> [AIM OF THE EXERCISE]: Look below and pull out each line with the word "OsString".
========================================
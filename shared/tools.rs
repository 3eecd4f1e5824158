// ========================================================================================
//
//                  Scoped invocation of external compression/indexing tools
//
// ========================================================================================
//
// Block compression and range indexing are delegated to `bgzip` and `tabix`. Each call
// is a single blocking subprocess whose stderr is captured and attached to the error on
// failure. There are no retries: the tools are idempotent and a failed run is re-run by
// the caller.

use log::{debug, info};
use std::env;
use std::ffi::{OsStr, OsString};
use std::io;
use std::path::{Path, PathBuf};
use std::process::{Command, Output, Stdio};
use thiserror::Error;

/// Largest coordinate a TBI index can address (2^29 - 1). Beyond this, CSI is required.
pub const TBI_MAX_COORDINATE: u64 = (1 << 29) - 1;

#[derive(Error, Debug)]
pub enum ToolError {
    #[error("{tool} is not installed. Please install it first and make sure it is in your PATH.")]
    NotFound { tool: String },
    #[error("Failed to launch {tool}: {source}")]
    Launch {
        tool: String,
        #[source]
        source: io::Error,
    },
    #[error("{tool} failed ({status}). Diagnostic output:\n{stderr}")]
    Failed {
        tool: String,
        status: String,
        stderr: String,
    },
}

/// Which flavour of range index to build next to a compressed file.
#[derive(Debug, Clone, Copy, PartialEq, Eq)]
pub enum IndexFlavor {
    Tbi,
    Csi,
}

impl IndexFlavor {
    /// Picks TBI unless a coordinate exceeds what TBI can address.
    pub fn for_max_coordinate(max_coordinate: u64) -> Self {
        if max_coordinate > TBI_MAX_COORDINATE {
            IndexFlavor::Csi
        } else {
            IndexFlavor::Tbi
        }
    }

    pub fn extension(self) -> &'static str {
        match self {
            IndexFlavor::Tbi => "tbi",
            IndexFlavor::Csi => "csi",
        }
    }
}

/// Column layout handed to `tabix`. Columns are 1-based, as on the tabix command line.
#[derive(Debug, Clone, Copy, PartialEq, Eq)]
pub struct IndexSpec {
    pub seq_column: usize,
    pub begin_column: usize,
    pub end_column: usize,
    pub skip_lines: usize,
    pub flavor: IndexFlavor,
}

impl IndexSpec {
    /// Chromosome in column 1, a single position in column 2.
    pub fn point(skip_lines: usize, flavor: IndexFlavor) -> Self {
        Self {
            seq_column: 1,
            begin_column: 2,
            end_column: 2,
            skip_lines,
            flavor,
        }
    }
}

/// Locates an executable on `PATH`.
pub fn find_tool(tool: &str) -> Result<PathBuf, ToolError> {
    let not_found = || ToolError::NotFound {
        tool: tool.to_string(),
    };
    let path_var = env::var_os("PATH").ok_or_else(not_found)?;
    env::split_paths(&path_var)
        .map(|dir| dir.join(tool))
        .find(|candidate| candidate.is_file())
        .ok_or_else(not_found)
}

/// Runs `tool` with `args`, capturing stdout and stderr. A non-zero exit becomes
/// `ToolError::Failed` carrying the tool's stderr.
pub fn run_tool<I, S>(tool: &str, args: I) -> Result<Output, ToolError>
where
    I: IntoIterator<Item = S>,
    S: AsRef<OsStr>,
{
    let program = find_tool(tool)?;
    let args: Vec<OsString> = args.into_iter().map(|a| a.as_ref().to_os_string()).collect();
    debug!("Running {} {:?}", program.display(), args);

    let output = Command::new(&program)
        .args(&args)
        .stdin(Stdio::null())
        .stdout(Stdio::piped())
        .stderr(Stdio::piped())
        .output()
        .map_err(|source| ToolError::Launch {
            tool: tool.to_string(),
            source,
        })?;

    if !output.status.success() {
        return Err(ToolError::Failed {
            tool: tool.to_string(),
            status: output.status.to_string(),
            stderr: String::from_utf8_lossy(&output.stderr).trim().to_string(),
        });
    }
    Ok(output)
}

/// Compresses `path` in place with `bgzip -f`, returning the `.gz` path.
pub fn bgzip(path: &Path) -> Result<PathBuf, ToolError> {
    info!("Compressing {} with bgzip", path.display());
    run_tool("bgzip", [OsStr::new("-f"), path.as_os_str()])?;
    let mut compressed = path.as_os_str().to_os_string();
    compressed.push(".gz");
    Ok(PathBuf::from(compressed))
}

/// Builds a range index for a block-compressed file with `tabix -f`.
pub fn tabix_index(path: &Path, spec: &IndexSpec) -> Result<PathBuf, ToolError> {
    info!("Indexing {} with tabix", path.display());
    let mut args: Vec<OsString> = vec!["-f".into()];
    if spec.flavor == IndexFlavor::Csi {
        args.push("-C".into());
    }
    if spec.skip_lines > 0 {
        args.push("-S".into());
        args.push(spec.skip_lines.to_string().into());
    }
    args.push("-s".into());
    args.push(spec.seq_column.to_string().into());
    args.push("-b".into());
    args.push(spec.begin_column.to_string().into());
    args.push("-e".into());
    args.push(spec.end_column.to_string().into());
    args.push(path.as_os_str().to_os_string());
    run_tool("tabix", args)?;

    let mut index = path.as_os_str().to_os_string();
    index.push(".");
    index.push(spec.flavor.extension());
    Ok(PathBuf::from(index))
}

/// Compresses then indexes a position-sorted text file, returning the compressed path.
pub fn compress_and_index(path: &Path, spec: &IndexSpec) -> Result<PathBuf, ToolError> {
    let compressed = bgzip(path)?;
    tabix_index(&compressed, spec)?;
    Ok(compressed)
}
========================================
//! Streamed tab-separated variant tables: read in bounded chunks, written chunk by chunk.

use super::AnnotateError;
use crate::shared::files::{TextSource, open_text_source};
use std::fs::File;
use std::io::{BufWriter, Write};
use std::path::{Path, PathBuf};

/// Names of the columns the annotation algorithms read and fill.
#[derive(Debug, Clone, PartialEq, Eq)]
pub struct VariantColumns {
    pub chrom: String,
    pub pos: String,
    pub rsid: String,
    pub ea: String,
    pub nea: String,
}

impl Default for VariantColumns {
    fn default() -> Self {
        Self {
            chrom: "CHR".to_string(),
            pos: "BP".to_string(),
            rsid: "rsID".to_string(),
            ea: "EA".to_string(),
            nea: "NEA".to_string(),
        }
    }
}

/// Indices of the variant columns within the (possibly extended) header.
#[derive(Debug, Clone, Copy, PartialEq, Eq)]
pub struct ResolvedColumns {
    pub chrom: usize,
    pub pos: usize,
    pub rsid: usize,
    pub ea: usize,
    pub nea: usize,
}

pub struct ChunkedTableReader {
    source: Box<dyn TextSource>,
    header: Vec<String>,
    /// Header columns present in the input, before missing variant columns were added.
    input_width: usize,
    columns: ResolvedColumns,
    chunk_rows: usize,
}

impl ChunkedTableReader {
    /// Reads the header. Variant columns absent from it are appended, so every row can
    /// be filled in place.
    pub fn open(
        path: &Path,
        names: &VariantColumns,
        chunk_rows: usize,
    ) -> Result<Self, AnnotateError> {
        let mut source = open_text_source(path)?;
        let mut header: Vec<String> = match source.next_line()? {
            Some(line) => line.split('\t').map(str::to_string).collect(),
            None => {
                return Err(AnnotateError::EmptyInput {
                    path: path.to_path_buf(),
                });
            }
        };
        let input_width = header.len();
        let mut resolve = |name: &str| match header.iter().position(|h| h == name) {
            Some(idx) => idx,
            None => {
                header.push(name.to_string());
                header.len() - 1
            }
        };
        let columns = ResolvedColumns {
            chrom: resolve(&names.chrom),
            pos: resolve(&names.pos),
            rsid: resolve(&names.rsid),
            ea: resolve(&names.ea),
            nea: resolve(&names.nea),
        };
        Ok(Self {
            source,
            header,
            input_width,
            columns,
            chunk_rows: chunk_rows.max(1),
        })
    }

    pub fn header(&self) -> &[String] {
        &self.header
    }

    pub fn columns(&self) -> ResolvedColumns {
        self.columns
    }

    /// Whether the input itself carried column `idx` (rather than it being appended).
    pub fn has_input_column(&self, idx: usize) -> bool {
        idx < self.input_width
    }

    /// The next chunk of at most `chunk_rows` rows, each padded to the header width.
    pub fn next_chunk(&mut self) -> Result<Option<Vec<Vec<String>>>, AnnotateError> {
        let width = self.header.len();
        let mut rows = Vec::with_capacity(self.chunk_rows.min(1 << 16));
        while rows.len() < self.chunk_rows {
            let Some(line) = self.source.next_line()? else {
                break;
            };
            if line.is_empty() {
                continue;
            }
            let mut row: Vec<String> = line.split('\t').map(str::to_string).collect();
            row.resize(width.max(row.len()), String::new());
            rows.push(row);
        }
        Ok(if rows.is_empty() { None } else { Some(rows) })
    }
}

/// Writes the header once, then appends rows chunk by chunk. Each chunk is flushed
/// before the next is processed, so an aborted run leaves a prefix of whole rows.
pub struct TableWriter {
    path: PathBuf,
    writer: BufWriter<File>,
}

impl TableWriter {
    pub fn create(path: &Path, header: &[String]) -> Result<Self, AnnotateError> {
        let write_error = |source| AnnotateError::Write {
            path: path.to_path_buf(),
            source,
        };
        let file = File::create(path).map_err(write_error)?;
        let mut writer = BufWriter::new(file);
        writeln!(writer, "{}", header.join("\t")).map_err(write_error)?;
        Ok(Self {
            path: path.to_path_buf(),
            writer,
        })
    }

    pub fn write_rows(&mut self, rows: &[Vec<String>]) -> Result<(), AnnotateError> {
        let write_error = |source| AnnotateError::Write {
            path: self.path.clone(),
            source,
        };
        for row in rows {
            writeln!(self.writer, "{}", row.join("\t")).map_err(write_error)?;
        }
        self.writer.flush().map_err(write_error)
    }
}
========================================
> [THE COMPLETED TASK]:
use std::ffi::{OsStr, OsString};
    let args: Vec<OsString> = args.into_iter().map(|a| a.as_ref().to_os_string()).collect();
    let mut args: Vec<OsString> = vec!["-f".into()];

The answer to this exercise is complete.